ABOUT THIS TASK -
If a line holds the word "routing", copy it from the entries.

Collected data entries:

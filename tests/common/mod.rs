use axum::{
    Router,
    body::Body,
    http::{Request, StatusCode},
};
use huddle_server::{
    AppState, ExpenseStore, LedgerService, MembershipOracle, auth, constants::*, database,
};
use time::Duration;
use tower::util::ServiceExt;
use tower_sessions::{Expiry, MemoryStore, SessionManagerLayer, cookie::Key};
use uuid::Uuid;

#[derive(Clone)]
pub struct TestConfig {
    pub temp_dir_path: String,
}

impl TestConfig {
    pub fn new() -> anyhow::Result<Self> {
        let temp_dir = tempfile::tempdir()?;
        let temp_dir_path = temp_dir.path().to_string_lossy().to_string();
        std::mem::forget(temp_dir);
        Ok(Self { temp_dir_path })
    }

    pub fn data_path(&self) -> String {
        self.temp_dir_path.clone()
    }
}

pub struct TestApp {
    pub router: Router,
    pub state: AppState,
}

pub async fn setup_test_app() -> anyhow::Result<TestApp> {
    setup_test_app_with_restricted_toggle(false).await
}

pub async fn setup_test_app_with_restricted_toggle(restrict: bool) -> anyhow::Result<TestApp> {
    let test_config = TestConfig::new()?;

    let data_path = test_config.data_path();
    std::fs::create_dir_all(&data_path)?;

    let db = database::init_db(&data_path)
        .await
        .map_err(|e| anyhow::anyhow!("Failed to initialize database: {}", e))?;

    let store = ExpenseStore::new(db.clone());
    let members = MembershipOracle::new(db.clone());
    let ledger = LedgerService::new(store, members).with_restricted_paid_toggle(restrict);

    let app_state = AppState { db, ledger };

    let store = MemoryStore::default();

    let session_secret = "test_secret_key_at_least_64_chars_long_test_secret_key_at_least_64_";
    let session_key = Key::try_from(session_secret.as_bytes())
        .map_err(|e| anyhow::anyhow!("Invalid session secret: {}", e))?;

    let session_layer = SessionManagerLayer::new(store)
        .with_secure(false)
        .with_name(SESSION_NAME)
        .with_expiry(Expiry::OnInactivity(Duration::days(SESSION_EXPIRY_DAYS)))
        .with_signed(session_key);

    let router = Router::new()
        .route("/auth/register", axum::routing::post(auth::register))
        .route("/auth/login", axum::routing::post(auth::login))
        .route("/auth/me", axum::routing::get(auth::me))
        .route("/auth/logout", axum::routing::post(auth::logout))
        .route(
            "/projects",
            axum::routing::post(huddle_server::projects::create_project)
                .get(huddle_server::projects::list_projects),
        )
        .route(
            "/projects/{id}/members",
            axum::routing::post(huddle_server::projects::add_project_member),
        )
        .route(
            "/projects/{id}/expenses",
            axum::routing::post(huddle_server::expenses::create_expense)
                .get(huddle_server::expenses::list_expenses),
        )
        .route(
            "/projects/{id}/expenses/{expense_id}",
            axum::routing::delete(huddle_server::expenses::delete_expense),
        )
        .route(
            "/projects/{id}/expenses/{expense_id}/paid",
            axum::routing::put(huddle_server::expenses::mark_split_paid),
        )
        .layer(session_layer)
        .with_state(app_state.clone());

    Ok(TestApp {
        router,
        state: app_state,
    })
}

pub async fn create_test_user(
    app_state: &AppState,
    username: &str,
    password: &str,
) -> anyhow::Result<String> {
    use argon2::{
        Argon2,
        password_hash::{PasswordHasher, SaltString},
    };
    use password_hash::rand_core::OsRng;

    let salt = SaltString::generate(&mut OsRng);
    let hash = Argon2::default()
        .hash_password(password.as_bytes(), &salt)
        .map_err(|e| anyhow::anyhow!("Failed to hash password: {}", e))?
        .to_string();

    let user_id = Uuid::new_v4().to_string();

    let conn = app_state.db.write().await;
    conn.execute(
        "INSERT INTO users (id, name, password_hash) VALUES (?, ?, ?)",
        (user_id.as_str(), username, hash.as_str()),
    )
    .await
    .map_err(|e| anyhow::anyhow!("Failed to create test user: {}", e))?;

    Ok(user_id)
}

pub async fn create_test_project(
    app_state: &AppState,
    owner_id: &str,
    name: &str,
) -> anyhow::Result<String> {
    let project_id = Uuid::new_v4().to_string();
    let now = time::OffsetDateTime::now_utc()
        .format(&time::format_description::well_known::Rfc3339)?;

    let conn = app_state.db.write().await;
    conn.execute(
        "INSERT INTO projects (id, name, owner_user_id, created_at) VALUES (?, ?, ?, ?)",
        (project_id.as_str(), name, owner_id, now.as_str()),
    )
    .await
    .map_err(|e| anyhow::anyhow!("Failed to create test project: {}", e))?;

    Ok(project_id)
}

pub async fn add_test_member(
    app_state: &AppState,
    project_id: &str,
    user_id: &str,
) -> anyhow::Result<()> {
    let now = time::OffsetDateTime::now_utc()
        .format(&time::format_description::well_known::Rfc3339)?;

    let conn = app_state.db.write().await;
    conn.execute(
        "INSERT INTO project_members (project_id, user_id, added_at) VALUES (?, ?, ?)",
        (project_id, user_id, now.as_str()),
    )
    .await
    .map_err(|e| anyhow::anyhow!("Failed to add test member: {}", e))?;

    Ok(())
}

pub async fn login_user(app: &Router, username: &str, password: &str) -> anyhow::Result<String> {
    let payload = serde_json::json!({
        "username": username,
        "password": password
    });

    let request = Request::builder()
        .method("POST")
        .uri("/auth/login")
        .header("content-type", "application/json")
        .body(Body::from(payload.to_string()))
        .map_err(|e| anyhow::anyhow!("Failed to build request: {}", e))?;

    let response = app
        .clone()
        .oneshot(request)
        .await
        .map_err(|e| anyhow::anyhow!("Failed to execute request: {}", e))?;

    let set_cookie = response
        .headers()
        .get("set-cookie")
        .and_then(|v: &axum::http::HeaderValue| v.to_str().ok())
        .ok_or_else(|| anyhow::anyhow!("No session cookie in response"))?;

    Ok(set_cookie.to_string())
}

#[allow(dead_code)]
pub async fn json_request(
    app: &Router,
    method: &str,
    uri: &str,
    cookie: &str,
    payload: serde_json::Value,
) -> anyhow::Result<(StatusCode, serde_json::Value)> {
    let request = Request::builder()
        .method(method)
        .uri(uri)
        .header("content-type", "application/json")
        .header("cookie", cookie)
        .body(Body::from(payload.to_string()))
        .map_err(|e| anyhow::anyhow!("Failed to build request: {}", e))?;

    let response = app
        .clone()
        .oneshot(request)
        .await
        .map_err(|e| anyhow::anyhow!("Failed to execute request: {}", e))?;

    let status = response.status();
    let body = axum::body::to_bytes(response.into_body(), usize::MAX)
        .await
        .map_err(|e| anyhow::anyhow!("Failed to read response body: {}", e))?;

    let json = match serde_json::from_slice::<serde_json::Value>(&body) {
        Ok(value) => value,
        Err(_) => serde_json::Value::String(String::from_utf8(body.to_vec())?),
    };

    Ok((status, json))
}

#[allow(dead_code)]
pub async fn empty_request(
    app: &Router,
    method: &str,
    uri: &str,
    cookie: &str,
) -> anyhow::Result<(StatusCode, serde_json::Value)> {
    let request = Request::builder()
        .method(method)
        .uri(uri)
        .header("cookie", cookie)
        .body(Body::empty())
        .map_err(|e| anyhow::anyhow!("Failed to build request: {}", e))?;

    let response = app
        .clone()
        .oneshot(request)
        .await
        .map_err(|e| anyhow::anyhow!("Failed to execute request: {}", e))?;

    let status = response.status();
    let body = axum::body::to_bytes(response.into_body(), usize::MAX)
        .await
        .map_err(|e| anyhow::anyhow!("Failed to read response body: {}", e))?;

    let json = match serde_json::from_slice::<serde_json::Value>(&body) {
        Ok(value) => value,
        Err(_) => serde_json::Value::String(String::from_utf8(body.to_vec())?),
    };

    Ok((status, json))
}
// Server configuration
pub const DEFAULT_HOST: &str = "0.0.0.0";
pub const DEFAULT_PORT: &str = "3000";
pub const DEFAULT_DATA_PATH: &str = "data";

// Session configuration
pub const SESSION_NAME: &str = "huddle_session";
pub const SESSION_USER_KEY: &str = "current_user";
pub const SESSION_EXPIRY_DAYS: i64 = 30;
pub const MIN_SESSION_SECRET_LENGTH: usize = 64;

// Validation limits
pub const MAX_PROJECT_NAME_LENGTH: usize = 100;
pub const MAX_EXPENSE_TITLE_LENGTH: usize = 200;
pub const MAX_EXPENSE_DESCRIPTION_LENGTH: usize = 1000;
pub const MIN_EXPENSE_AMOUNT: f64 = 0.01;
pub const MAX_USERNAME_LENGTH: usize = 50;
pub const MIN_USERNAME_LENGTH: usize = 4;
pub const MIN_PASSWORD_LENGTH: usize = 6;

// Expense settlement status. `cancelled` is declared but no operation
// currently transitions an expense into it.
pub const EXPENSE_STATUS_PENDING: &str = "pending";
pub const EXPENSE_STATUS_FULLY_PAID: &str = "fully_paid";
pub const EXPENSE_STATUS_CANCELLED: &str = "cancelled";

// Error messages
pub const ERR_DATABASE_OPERATION: &str = "Database operation failed";
pub const ERR_INVALID_SESSION: &str = "Invalid session";
pub const ERR_UNAUTHORIZED: &str = "Not logged in";
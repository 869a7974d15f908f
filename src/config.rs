use crate::constants::*;

/// Server configuration loaded from the environment.
#[derive(Clone)]
pub struct Config {
    pub host: String,
    pub port: String,
    pub data_path: String,
    pub session_secret: String,
    /// When set, a member may only toggle their own split's paid flag.
    /// Off by default: the payer marking other members as settled is the
    /// expected flow.
    pub restrict_paid_toggle_to_self: bool,
}

impl Config {
    pub fn from_env() -> Result<Self, String> {
        let host = std::env::var("HOST").unwrap_or_else(|_| DEFAULT_HOST.to_string());
        let port = std::env::var("PORT").unwrap_or_else(|_| DEFAULT_PORT.to_string());
        let data_path = std::env::var("DATA_PATH").unwrap_or_else(|_| DEFAULT_DATA_PATH.to_string());

        let session_secret = std::env::var("SESSION_SECRET")
            .map_err(|_| "SESSION_SECRET environment variable is required".to_string())?;

        if session_secret.len() < MIN_SESSION_SECRET_LENGTH {
            return Err(format!(
                "SESSION_SECRET must be at least {} characters",
                MIN_SESSION_SECRET_LENGTH
            ));
        }

        let restrict_paid_toggle_to_self = std::env::var("RESTRICT_PAID_TOGGLE_TO_SELF")
            .map(|val| val.to_lowercase() == "true")
            .unwrap_or(false);

        Ok(Self {
            host,
            port,
            data_path,
            session_secret,
            restrict_paid_toggle_to_self,
        })
    }

    pub fn bind_address(&self) -> String {
        format!("{}:{}", self.host, self.port)
    }
}
use axum::{
    Json,
    extract::{Path, State},
    http::StatusCode,
};
use tower_sessions::Session;

use crate::AppState;
use crate::auth::get_current_user;
use crate::models::{
    CreateExpensePayload, Expense, GetExpensesResponse, MarkSplitPaidPayload,
};

pub async fn create_expense(
    State(app_state): State<AppState>,
    session: Session,
    Path(project_id): Path<String>,
    Json(payload): Json<CreateExpensePayload>,
) -> Result<(StatusCode, Json<Expense>), (StatusCode, String)> {
    let user = get_current_user(&session).await?;

    let expense = app_state
        .ledger
        .create_expense(&project_id, &user.id, payload)
        .await
        .map_err(<(StatusCode, String)>::from)?;

    Ok((StatusCode::CREATED, Json(expense)))
}

pub async fn list_expenses(
    State(app_state): State<AppState>,
    session: Session,
    Path(project_id): Path<String>,
) -> Result<(StatusCode, Json<GetExpensesResponse>), (StatusCode, String)> {
    let user = get_current_user(&session).await?;

    let expenses = app_state
        .ledger
        .list_expenses(&project_id, &user.id)
        .await
        .map_err(<(StatusCode, String)>::from)?;

    Ok((StatusCode::OK, Json(GetExpensesResponse { expenses })))
}

pub async fn mark_split_paid(
    State(app_state): State<AppState>,
    session: Session,
    Path((project_id, expense_id)): Path<(String, String)>,
    Json(payload): Json<MarkSplitPaidPayload>,
) -> Result<(StatusCode, Json<Expense>), (StatusCode, String)> {
    let user = get_current_user(&session).await?;

    let expense = app_state
        .ledger
        .mark_split_paid(
            &project_id,
            &expense_id,
            &user.id,
            &payload.user_id,
            payload.is_paid,
        )
        .await
        .map_err(<(StatusCode, String)>::from)?;

    Ok((StatusCode::OK, Json(expense)))
}

pub async fn delete_expense(
    State(app_state): State<AppState>,
    session: Session,
    Path((project_id, expense_id)): Path<(String, String)>,
) -> Result<StatusCode, (StatusCode, String)> {
    let user = get_current_user(&session).await?;

    app_state
        .ledger
        .delete_expense(&project_id, &expense_id, &user.id)
        .await
        .map_err(<(StatusCode, String)>::from)?;

    Ok(StatusCode::NO_CONTENT)
}
use serde::{Deserialize, Serialize};

#[derive(Serialize, Deserialize, Debug, Clone)]
pub struct User {
    pub id: String,
    pub username: String,
    #[serde(skip_serializing)]
    pub password_hash: String,
}

#[derive(Deserialize)]
pub struct RegisterPayload {
    pub username: String,
    pub password: String,
}

#[derive(Serialize)]
pub struct PublicUser {
    pub id: String,
    pub username: String,
}

#[derive(Deserialize)]
pub struct LoginPayload {
    pub username: String,
    pub password: String,
}

#[derive(Serialize, Deserialize, Debug, Clone)]
pub struct Project {
    pub id: String,
    pub name: String,
    pub owner_user_id: String,
    pub created_at: String,
}

#[derive(Deserialize)]
pub struct CreateProjectPayload {
    pub name: String,
}

#[derive(Deserialize)]
pub struct AddProjectMemberPayload {
    pub user_id: String,
}

/// Owner plus members of a project, as seen at one point in time. Split
/// validation runs against this snapshot.
#[derive(Debug, Clone)]
pub struct ProjectMembership {
    pub owner_id: String,
    pub member_ids: Vec<String>,
}

impl ProjectMembership {
    pub fn contains(&self, user_id: &str) -> bool {
        self.owner_id == user_id || self.member_ids.iter().any(|id| id == user_id)
    }
}

#[derive(Serialize, Deserialize, Debug, Clone)]
pub struct Split {
    pub user_id: String,
    pub amount: f64,
    pub is_paid: bool,
}

#[derive(Serialize, Deserialize, Debug, Clone)]
pub struct Expense {
    pub id: String,
    pub project_id: String,
    pub title: String,
    pub description: Option<String>,
    pub amount: f64,
    pub created_by: String,
    pub splits: Vec<Split>,
    pub status: String,
    pub created_at: String,
    pub updated_at: String,
}

#[derive(Deserialize)]
pub struct CreateExpensePayload {
    pub title: String,
    pub description: Option<String>,
    pub amount: f64,
    pub split_user_ids: Vec<String>,
}

#[derive(Deserialize)]
pub struct MarkSplitPaidPayload {
    pub user_id: String,
    pub is_paid: bool,
}

#[derive(Serialize)]
pub struct GetExpensesResponse {
    pub expenses: Vec<Expense>,
}

#[derive(Serialize)]
pub struct GetProjectsResponse {
    pub projects: Vec<Project>,
}
use libsql::Connection;

use crate::database::{Db, with_transaction};
use crate::error::LedgerError;
use crate::models::{Expense, Split};
use crate::utils::settlement_status;

/// Persistence for expenses and their splits. Each mutation runs inside a
/// single transaction under the connection write lock, so concurrent
/// callers always observe a complete expense, never a half-written one.
#[derive(Clone)]
pub struct ExpenseStore {
    db: Db,
}

impl ExpenseStore {
    pub fn new(db: Db) -> Self {
        Self { db }
    }

    /// Persists a fully-built expense and its split rows.
    pub async fn insert_expense(&self, expense: &Expense) -> Result<(), LedgerError> {
        with_transaction(&self.db, |conn| {
            let expense = expense.clone();
            Box::pin(async move {
                conn.execute(
                    "INSERT INTO expenses (id, project_id, title, description, amount, status, created_by, created_at, updated_at) VALUES (?, ?, ?, ?, ?, ?, ?, ?, ?)",
                    (
                        expense.id.as_str(),
                        expense.project_id.as_str(),
                        expense.title.as_str(),
                        expense.description.as_deref(),
                        expense.amount,
                        expense.status.as_str(),
                        expense.created_by.as_str(),
                        expense.created_at.as_str(),
                        expense.updated_at.as_str(),
                    ),
                )
                .await
                .map_err(|_| LedgerError::StoreUnavailable("expense creation failed"))?;

                for (position, split) in expense.splits.iter().enumerate() {
                    conn.execute(
                        "INSERT INTO expense_splits (expense_id, user_id, amount, is_paid, position) VALUES (?, ?, ?, ?, ?)",
                        (
                            expense.id.as_str(),
                            split.user_id.as_str(),
                            split.amount,
                            split.is_paid,
                            position as i64,
                        ),
                    )
                    .await
                    .map_err(|_| LedgerError::StoreUnavailable("split creation failed"))?;
                }

                Ok(())
            })
        })
        .await
    }

    pub async fn find_by_id(&self, expense_id: &str) -> Result<Option<Expense>, LedgerError> {
        let conn = self.db.read().await;
        read_expense(&conn, expense_id).await
    }

    /// All expenses of a project, newest first.
    pub async fn find_by_project(&self, project_id: &str) -> Result<Vec<Expense>, LedgerError> {
        let conn = self.db.read().await;

        let mut rows = conn
            .query(
                "SELECT id FROM expenses WHERE project_id = ? ORDER BY created_at DESC",
                [project_id],
            )
            .await
            .map_err(|_| LedgerError::StoreUnavailable("failed to query project expenses"))?;

        let mut expense_ids = Vec::new();
        while let Some(row) = rows
            .next()
            .await
            .map_err(|_| LedgerError::StoreUnavailable("failed to read expense row"))?
        {
            let id: String = row
                .get(0)
                .map_err(|_| LedgerError::StoreUnavailable("invalid expense id"))?;
            expense_ids.push(id);
        }

        let mut expenses = Vec::with_capacity(expense_ids.len());
        for id in expense_ids {
            if let Some(expense) = read_expense(&conn, &id).await? {
                expenses.push(expense);
            }
        }

        Ok(expenses)
    }

    /// Sets one split's paid flag and rederives the expense status from the
    /// post-update split state, all inside one transaction.
    ///
    /// The recompute MUST read the splits back after the flag write: two
    /// concurrent calls against different splits of the same expense
    /// serialize on the write lock, and whichever commits second derives
    /// the status from the union of both changes. Deriving from any state
    /// captured before the write would let a stale `pending`/`fully_paid`
    /// overwrite the other call's effect.
    ///
    /// Returns the re-read expense, or `None` when no split row matched.
    pub async fn update_split(
        &self,
        expense_id: &str,
        user_id: &str,
        is_paid: bool,
        now: &str,
    ) -> Result<Option<Expense>, LedgerError> {
        with_transaction(&self.db, |conn| {
            let expense_id = expense_id.to_string();
            let user_id = user_id.to_string();
            let now = now.to_string();
            Box::pin(async move {
                let affected_rows = conn
                    .execute(
                        "UPDATE expense_splits SET is_paid = ? WHERE expense_id = ? AND user_id = ?",
                        (is_paid, expense_id.as_str(), user_id.as_str()),
                    )
                    .await
                    .map_err(|_| LedgerError::StoreUnavailable("failed to update split"))?;

                if affected_rows == 0 {
                    return Ok(None);
                }

                // Read-after-write: the flag just written is part of the
                // state the status is derived from.
                let splits = read_splits(conn, &expense_id).await?;
                let status = settlement_status(&splits);

                conn.execute(
                    "UPDATE expenses SET status = ?, updated_at = ? WHERE id = ?",
                    (status, now.as_str(), expense_id.as_str()),
                )
                .await
                .map_err(|_| LedgerError::StoreUnavailable("failed to update expense status"))?;

                read_expense(conn, &expense_id).await
            })
        })
        .await
    }

    /// Permanently removes an expense and its splits. No tombstone.
    pub async fn remove(&self, expense_id: &str) -> Result<(), LedgerError> {
        with_transaction(&self.db, |conn| {
            let expense_id = expense_id.to_string();
            Box::pin(async move {
                conn.execute(
                    "DELETE FROM expense_splits WHERE expense_id = ?",
                    [expense_id.as_str()],
                )
                .await
                .map_err(|_| LedgerError::StoreUnavailable("failed to delete splits"))?;

                conn.execute("DELETE FROM expenses WHERE id = ?", [expense_id.as_str()])
                    .await
                    .map_err(|_| LedgerError::StoreUnavailable("failed to delete expense"))?;

                Ok(())
            })
        })
        .await
    }
}

async fn read_splits(conn: &Connection, expense_id: &str) -> Result<Vec<Split>, LedgerError> {
    let mut rows = conn
        .query(
            "SELECT user_id, amount, is_paid FROM expense_splits WHERE expense_id = ? ORDER BY position",
            [expense_id],
        )
        .await
        .map_err(|_| LedgerError::StoreUnavailable("failed to query splits"))?;

    let mut splits = Vec::new();
    while let Some(row) = rows
        .next()
        .await
        .map_err(|_| LedgerError::StoreUnavailable("failed to read split row"))?
    {
        let user_id: String = row
            .get(0)
            .map_err(|_| LedgerError::StoreUnavailable("invalid split data"))?;
        let amount: f64 = row
            .get(1)
            .map_err(|_| LedgerError::StoreUnavailable("invalid split data"))?;
        let is_paid: bool = row
            .get(2)
            .map_err(|_| LedgerError::StoreUnavailable("invalid split data"))?;
        splits.push(Split {
            user_id,
            amount,
            is_paid,
        });
    }

    Ok(splits)
}

async fn read_expense(conn: &Connection, expense_id: &str) -> Result<Option<Expense>, LedgerError> {
    let mut rows = conn
        .query(
            "SELECT id, project_id, title, description, amount, status, created_by, created_at, updated_at FROM expenses WHERE id = ?",
            [expense_id],
        )
        .await
        .map_err(|_| LedgerError::StoreUnavailable("failed to query expense"))?;

    let row = match rows
        .next()
        .await
        .map_err(|_| LedgerError::StoreUnavailable("failed to read expense row"))?
    {
        Some(row) => row,
        None => return Ok(None),
    };

    let id: String = row
        .get(0)
        .map_err(|_| LedgerError::StoreUnavailable("invalid expense data"))?;
    let project_id: String = row
        .get(1)
        .map_err(|_| LedgerError::StoreUnavailable("invalid expense data"))?;
    let title: String = row
        .get(2)
        .map_err(|_| LedgerError::StoreUnavailable("invalid expense data"))?;
    let description: Option<String> = row
        .get(3)
        .map_err(|_| LedgerError::StoreUnavailable("invalid expense data"))?;
    let amount: f64 = row
        .get(4)
        .map_err(|_| LedgerError::StoreUnavailable("invalid expense data"))?;
    let status: String = row
        .get(5)
        .map_err(|_| LedgerError::StoreUnavailable("invalid expense data"))?;
    let created_by: String = row
        .get(6)
        .map_err(|_| LedgerError::StoreUnavailable("invalid expense data"))?;
    let created_at: String = row
        .get(7)
        .map_err(|_| LedgerError::StoreUnavailable("invalid expense data"))?;
    let updated_at: String = row
        .get(8)
        .map_err(|_| LedgerError::StoreUnavailable("invalid expense data"))?;

    let splits = read_splits(conn, expense_id).await?;

    Ok(Some(Expense {
        id,
        project_id,
        title,
        description,
        amount,
        created_by,
        splits,
        status,
        created_at,
        updated_at,
    }))
}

EXERCISE OUTPUT -
        .route("/auth/register", axum::routing::post(auth::register))
        .route("/auth/login", axum::routing::post(auth::login))
        .route("/auth/me", axum::routing::get(auth::me))
        .route("/auth/logout", axum::routing::post(auth::logout))
            axum::routing::post(huddle_server::projects::create_project)
            axum::routing::post(huddle_server::projects::add_project_member),
            axum::routing::post(huddle_server::expenses::create_expense)
            axum::routing::delete(huddle_server::expenses::delete_expense),
            axum::routing::put(huddle_server::expenses::mark_split_paid),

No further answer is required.